The computer displayed wording at the station she was facing.

Peppy peered over her shoulder. "What's that the warning message that just popped up?"

"Oh," she said with a frown. "It says it did not understand the command. I guess it doesn't know Cornerian."

Peppy shrugged. "The language we use as Cornerian Standard was adopted from lots of old languages, and really only came into use within the last four hundred years, after the printing press started standardizing the lexicon. It didn't exist in any way two thousand years ago."

Krystal walked to the window and peered through operations graphics displayed in the glass. She gazed down at what looked like an enormous courtyard below. "It's a bunch of buildings surrounding what looks like ... ancient ruins. You lot want to have a look?"

"Ancient ruins?" The aging hare perked. "Older than the stuff on Sauria?"

Krystal glanced at Peppy in the reflection and nodded. "Much older, yes."

Peppy and Fox approached and gazed out through the window at the five other similar-looking buildings that made up the entire complex.

Peppy cut his gaze down to the enormous ruins in the massive courtyard, below. "Well, I'll be. It seems that these buildings were built to surround the ruins."

Fox rubbed his chin. "Why, though? I mean, why do you need five big buildings to surround some ancient building? Maybe the Krazoa built around the ruins, because the ruins were some sort of government protected area, or the ruins might have been turned into a museum. We don't know enough about their culture to assume that these buildings have anything to do with studying the ruins."

Krystal gestured to the enormous window. "The control room faces the ruins." She turned to Fox, took him by the shoulders, and guided him two paces back, then side-nodded toward the large window. The display showed a topical overview of the ruins, and some sort of status update graphic.

Fox scrunched his nose at the wording. "What's it say?"

"Something about 'No production output' referring to the ruins. It's worded weird, but I guess this was proper Cerinian two thousand years ago. Sure bringins up a lot of questions about how the Krazoa spoke it well enough to make computer systems display in that."

Peppy cut his gaze to her. "The seats are lower than the Krazoa stand. I'm guessing your ancestors worked alongside the Krazoa."

"If I'm ever possessed by one again, I'll be sure to ask it." She lifted her paw and gestured to more wording on the quartz window. "Right, then, so ... my initial guess is that the Krazoa learned that these ruins were for production of an energy source, or perhaps some sort of lunar resource. Insofar as theories go?" She shook her head with a shrug. "Perhaps it was ancient Krazoan in nature, or perhaps it belonged to an older alien race. Whichever the case may be, the Krazoan builders of this facility must've figured out how to harness something from those ruins - after learning about the ruins, the Krazoa used them to do whatever it is they were designed to do."
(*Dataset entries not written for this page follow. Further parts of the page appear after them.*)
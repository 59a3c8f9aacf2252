use serde::Deserialize;
use time::OffsetDateTime;

use crate::meals::repo::MealType;

/// Ad-hoc meal entry.
#[derive(Debug, Deserialize)]
pub struct LogMealRequest {
    pub name: String,
    pub meal_type: MealType,
    #[serde(default)]
    pub calories: f64,
    #[serde(default)]
    pub protein_g: f64,
    #[serde(default)]
    pub carbs_g: f64,
    #[serde(default)]
    pub fat_g: f64,
    #[serde(default, with = "time::serde::rfc3339::option")]
    pub eaten_at: Option<OffsetDateTime>,
}

/// Meal entry materialized from a stored template.
#[derive(Debug, Deserialize)]
pub struct LogFromTemplateRequest {
    pub meal_type: MealType,
    #[serde(default, with = "time::serde::rfc3339::option")]
    pub eaten_at: Option<OffsetDateTime>,
}

#[derive(Debug, Deserialize)]
pub struct DayQuery {
    /// `YYYY-MM-DD`; defaults to the current UTC date.
    pub date: Option<String>,
    pub meal_type: Option<MealType>,
}

#[derive(Debug, Deserialize)]
pub struct IngredientInput {
    pub name: String,
    #[serde(default)]
    pub calories: f64,
    #[serde(default)]
    pub protein_g: f64,
    #[serde(default)]
    pub carbs_g: f64,
    #[serde(default)]
    pub fat_g: f64,
}

#[derive(Debug, Deserialize)]
pub struct CreateTemplateRequest {
    pub name: String,
    pub ingredients: Vec<IngredientInput>,
}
"Speculation," said Peppy. "But I like where your head is at, based on what facts are available thus far."

Fox moved to the window again. He peered down at the ruins, below, covered in bushes, trees, and various forms of greenery. He frowned. "What if Andross discovered whatever it does? What if he left instructions for Andrew to utilize ... whatever this place does?"

Peppy shrugged. "Nothing that would win the war, I'm sure."
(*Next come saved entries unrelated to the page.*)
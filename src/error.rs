use axum::{
    http::StatusCode,
    response::{IntoResponse, Response},
    Json,
};
use serde::Serialize;
use serde_json::json;
use thiserror::Error;
use uuid::Uuid;

/// Rejected before any row is written.
#[derive(Debug, Error, PartialEq, Eq)]
pub enum ValidationError {
    #[error("weight must be greater than 0 kg")]
    WeightNotPositive,
    #[error("weight must be 500 kg or less")]
    WeightTooLarge,
    #[error("goal title must not be empty")]
    GoalTitleEmpty,
    #[error("meal name must not be empty")]
    MealNameEmpty,
    #[error("macro values must be non-negative")]
    NegativeMacro,
    #[error("exercise weight must be non-negative")]
    NegativeExerciseWeight,
    #[error("workout name must not be empty")]
    WorkoutNameEmpty,
    #[error("invalid date, expected YYYY-MM-DD")]
    BadDate,
}

#[derive(Debug, Error)]
pub enum ApiError {
    #[error("User not authenticated")]
    NotAuthenticated,
    #[error("{0} not found")]
    NotFound(&'static str),
    #[error(transparent)]
    Validation(#[from] ValidationError),
    #[error("{0}")]
    Internal(String),
}

impl From<anyhow::Error> for ApiError {
    fn from(err: anyhow::Error) -> Self {
        Self::Internal(err.to_string())
    }
}

impl IntoResponse for ApiError {
    fn into_response(self) -> Response {
        let status = match self {
            Self::NotAuthenticated => StatusCode::UNAUTHORIZED,
            Self::NotFound(_) => StatusCode::NOT_FOUND,
            Self::Validation(_) => StatusCode::BAD_REQUEST,
            Self::Internal(_) => StatusCode::INTERNAL_SERVER_ERROR,
        };
        if status == StatusCode::INTERNAL_SERVER_ERROR {
            tracing::error!(error = %self, "request failed");
        }
        let body = Json(json!({ "success": false, "error": self.to_string() }));
        (status, body).into_response()
    }
}

/// Uniform success body for write endpoints.
#[derive(Debug, Serialize)]
pub struct WriteOutcome {
    pub success: bool,
    #[serde(skip_serializing_if = "Option::is_none")]
    pub id: Option<Uuid>,
}

impl WriteOutcome {
    pub fn ok() -> Self {
        Self {
            success: true,
            id: None,
        }
    }

    pub fn created(id: Uuid) -> Self {
        Self {
            success: true,
            id: Some(id),
        }
    }
}

#[cfg(test)]
mod tests {
    use super::*;

    #[test]
    fn write_outcome_omits_id_when_absent() {
        let json = serde_json::to_string(&WriteOutcome::ok()).unwrap();
        assert_eq!(json, r#"{"success":true}"#);
    }

    #[test]
    fn write_outcome_includes_created_id() {
        let id = Uuid::new_v4();
        let json = serde_json::to_string(&WriteOutcome::created(id)).unwrap();
        assert!(json.contains(&id.to_string()));
    }

    #[test]
    fn validation_errors_render_user_facing_messages() {
        assert_eq!(
            ValidationError::WeightNotPositive.to_string(),
            "weight must be greater than 0 kg"
        );
        assert_eq!(
            ValidationError::GoalTitleEmpty.to_string(),
            "goal title must not be empty"
        );
    }
}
Fox eyed his godfather. "How do you figure?"

Peppy replied with a wry grin. "Because if it was capable of winning wars, Andross would have used it, already. Either that, or Andrew would have used it as well, before the Aparoid invasion. My guess is that it either makes energy, or it makes something that, down the road, can be used as a weapon, or it produces some sort of finite resource."

Krystal turned to face both Peppy and Fox. She rested her rump against the control panel and crossed her arms over her chest. "Well, do we explore the ruins, or do we check the other buildings for Andrew?"

Fox and Peppy rubbed their chins, seemingly in unison, and paused to eye one another, as if considering the two options...

Krystal grinned a bit. "Fox, if you want to split up the team, I call bagsy on exploring."